These records led the police to Timothy Carpenter and Timothy Sanders. Both defendants argue that the FBI infringed upon their Fourth Amendment rights by conducting a warrantless search without any probable cause. In order for a search to occur, however, one must maintain a reasonable expectation of privacy, and in the case of Carpenter v. U.S., The Third-Party Doctrine relinquishes this expectation. The police’s examination of the cell phone records cannot be considered a search due to the nonexistent expectation of privacy. Furthermore, probable cause is not necessary as it is stricter than the reasonable grounds standard which is associated with The Stored Communications Act.

In the case of Katz v. U.S., it is established that police cannot eavesdrop on phone calls without a proper search warrant. This is distinguished from Carpenter v. U.S. because no messages or phone calls from either party were read or listened to by the FBI. They had access to their phone numbers but remained unaware of the actual content of their communications. Although this data may be incriminating, no confession of guilt, either inadvertent or intentional, can be conjured based off of the defendants’ transactional records. Conversations have a reasonable expectation of privacy while cell phone numbers do not. In addition, the concept that police can use these cell phone records but cannot view any sent messages (or listen to any phone calls) partially derives from Ex Parte Jackson, a case in which the Supreme Court settled that although the government can use the names and addresses written on a letter or package, they still need a search warrant to actually open them and observe their contents.

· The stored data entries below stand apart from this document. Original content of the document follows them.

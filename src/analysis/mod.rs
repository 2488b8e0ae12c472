//! Payout tuning support.
//!
//! Plays many seeded rounds through a [`RoundController`] with random
//! picks and reports how much of the stake comes back. Use it to check a
//! `goal_factor` / `start_factor` pair before shipping it.

mod stats;

pub use stats::ReturnStats;

use log::debug;

use crate::core::{BoardSpec, LadderConfig, LadderRng, RandomSource, Result};
use crate::payout::WagerMode;
use crate::round::RoundController;

/// Stake used for every simulated round.
const UNIT_BET: f64 = 1.0;

/// Simulate `rounds` rounds with uniformly random goals (and starts, in
/// goal+start mode).
///
/// Deterministic for a given `seed`.
pub fn simulate(
    config: &LadderConfig,
    spec: &BoardSpec,
    mode: WagerMode,
    rounds: u32,
    seed: u64,
) -> Result<ReturnStats> {
    spec.validate()?;
    let mut controller = RoundController::with_seed(config.clone(), seed)?;
    let mut picker = LadderRng::new(seed.rotate_left(32) ^ 0x9E37_79B9_7F4A_7C15);
    let mut stats = ReturnStats::new();

    for _ in 0..rounds {
        controller.start_round(spec.clone())?;
        controller.select_goal(picker.gen_index(spec.columns))?;
        if mode == WagerMode::GoalAndStart {
            controller.select_start(picker.gen_index(spec.columns))?;
        }
        let result = controller.resolve(UNIT_BET, mode)?;
        stats.record(&result);
        controller.acknowledge()?;
    }

    debug!(
        "simulated {} {} rounds: hit rate {:.3}, rtp {:.3}",
        stats.rounds,
        mode,
        stats.hit_rate(),
        stats.return_to_player()
    );
    Ok(stats)
}
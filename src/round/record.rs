//! Compact audit record of a resolved round.
//!
//! Carries enough to re-derive the outcome independently: the rung layout,
//! both columns, the stake and the mode. Hosts forward it to whatever
//! settles rewards server-side.

use serde::{Deserialize, Serialize};

use super::state::RoundResult;
use crate::board::{Board, PathResolver};
use crate::core::error::check_column;
use crate::core::{LadderError, Result};
use crate::payout::{Bet, WagerMode};

/// Serializable snapshot of one settled round.
#[derive(Clone, Debug, PartialEq, Serialize, Deserialize)]
pub struct RoundRecord {
    pub columns: usize,
    pub rows: usize,
    pub start_column: usize,
    pub goal_column: usize,
    pub arrival_column: usize,
    pub bet_amount: f64,
    pub mode: WagerMode,
    pub rungs: Vec<Vec<bool>>,
}

impl RoundRecord {
    /// Capture a board and the result resolved on it.
    pub fn new(board: &Board, result: &RoundResult) -> Self {
        Self {
            columns: board.columns(),
            rows: board.rows(),
            start_column: result.start_column,
            goal_column: result.goal_column,
            arrival_column: result.arrival_column,
            bet_amount: result.bet_amount,
            mode: result.mode,
            rungs: board.to_rows(),
        }
    }

    /// Encode with bincode.
    pub fn to_bytes(&self) -> Result<Vec<u8>> {
        bincode::serialize(self)
            .map_err(|e| LadderError::InvalidArgument(format!("cannot encode round record: {e}")))
    }

    /// Decode and validate a record.
    pub fn from_bytes(bytes: &[u8]) -> Result<Self> {
        let record: Self = bincode::deserialize(bytes)
            .map_err(|e| LadderError::InvalidArgument(format!("cannot decode round record: {e}")))?;
        record.validate()?;
        Ok(record)
    }

    /// Rebuild the board, checking shape and adjacency.
    pub fn board(&self) -> Result<Board> {
        if self.rungs.len() != self.rows {
            return Err(LadderError::InvalidArgument(format!(
                "record declares {} rows but carries {}",
                self.rows,
                self.rungs.len()
            )));
        }
        Board::from_rows(self.columns, self.rungs.clone())
    }

    /// Re-derive the arrival column from the recorded layout.
    pub fn replay(&self) -> Result<usize> {
        PathResolver::resolve(&self.board()?, self.start_column)
    }

    /// Check the board and the recorded columns and stake.
    pub fn validate(&self) -> Result<()> {
        self.board()?;
        check_column(self.start_column, self.columns)?;
        check_column(self.goal_column, self.columns)?;
        check_column(self.arrival_column, self.columns)?;
        Bet::new(self.bet_amount)?;
        Ok(())
    }

    /// Does the recorded arrival match a fresh replay?
    #[must_use]
    pub fn is_consistent(&self) -> bool {
        self.replay().map_or(false, |arrival| arrival == self.arrival_column)
    }
}
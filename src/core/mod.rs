//! Core engine types: errors, randomness, configuration.
//!
//! Everything else in the crate builds on these.

pub mod config;
pub mod error;
pub mod rng;

pub use config::{BoardSpec, LadderConfig, MAX_SELECTABLE_COLUMNS, MIN_COLUMNS, MIN_ROWS};
pub use error::{ErrorKind, LadderError, Result};
pub use rng::{LadderRng, LadderRngState, RandomSource};
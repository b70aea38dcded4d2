//! Tick normalizer service.
//!
//! Reads raw market events from Kafka, validates and normalizes them into canonical ticks,
//! backfills missing prices from the historical store, and routes anything that can't be
//! normalized to the dead-letter topic. Every event id produces at most one output per
//! idempotency window, however often it is delivered.

pub mod app_context;
pub mod backfill;
pub mod config;
pub mod dead_letter;
pub mod error;
pub mod health;
pub mod idempotency;
pub mod kafka;
pub mod metrics_consts;
pub mod normalizer;
pub mod pipeline;
pub mod server;
pub mod sink;
pub mod test_utils;
pub mod validation;
pub mod worker;

pub use pipeline::{Outcome, ProcessingState, TickPipeline};
//! Issue codes carried in `quality.issues` of canonical ticks and in
//! `metadata.issues` of dead-letter records.

/// The raw payload is absent, its encoding is empty or unsupported, or it does not decode.
pub const SCHEMA_VALIDATION_FAILED: &str = "schema_validation_failed";

/// Neither the metadata nor the payload resolve an instrument id, or the symbol is empty.
pub const MISSING_INSTRUMENT_ID: &str = "missing_instrument_id";

/// The payload carries a price that is not a finite, positive number.
pub const INVALID_PRICE: &str = "invalid_price";

/// The payload carries a volume that is not a finite, non-negative number.
pub const INVALID_VOLUME: &str = "invalid_volume";

/// The payload has no volume. Volume is optional, so this is only a quality flag.
pub const MISSING_VOLUME: &str = "missing_volume";

/// The payload has no price and backfill is disabled.
pub const MISSING_PRICE: &str = "missing_price";

/// The backfill lookup returned no usable tick.
pub const PRICE_BACKFILL_MISS: &str = "price_backfill_miss";

/// The backfill lookup failed.
pub const PRICE_BACKFILL_FAILED: &str = "price_backfill_failed";

/// The price was taken from the backfill lookup rather than the payload.
pub const PRICE_BACKFILLED: &str = "price_backfilled";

Concerning the locational data that was obtained in Carpenter v. U.S., it was ruled in U.S. v. Jones that police cannot attach GPS devices onto an individual’s vehicle without a warrant. The locational data that was acquired from cell towers in Carpenter v. U.S. is far less specific than GPS devices on the grounds that they only entitle police to find the general area of an individual’s whereabouts rather than their exact location. Cell site data involves service providers which are a third party. Furthermore, the FBI in U.S. v. Jones actively placed the GPS device onto the defendant’s car to track him, while in Carpenter v. U.S., the police simply utilized the already present cell site records for the ongoing investigation.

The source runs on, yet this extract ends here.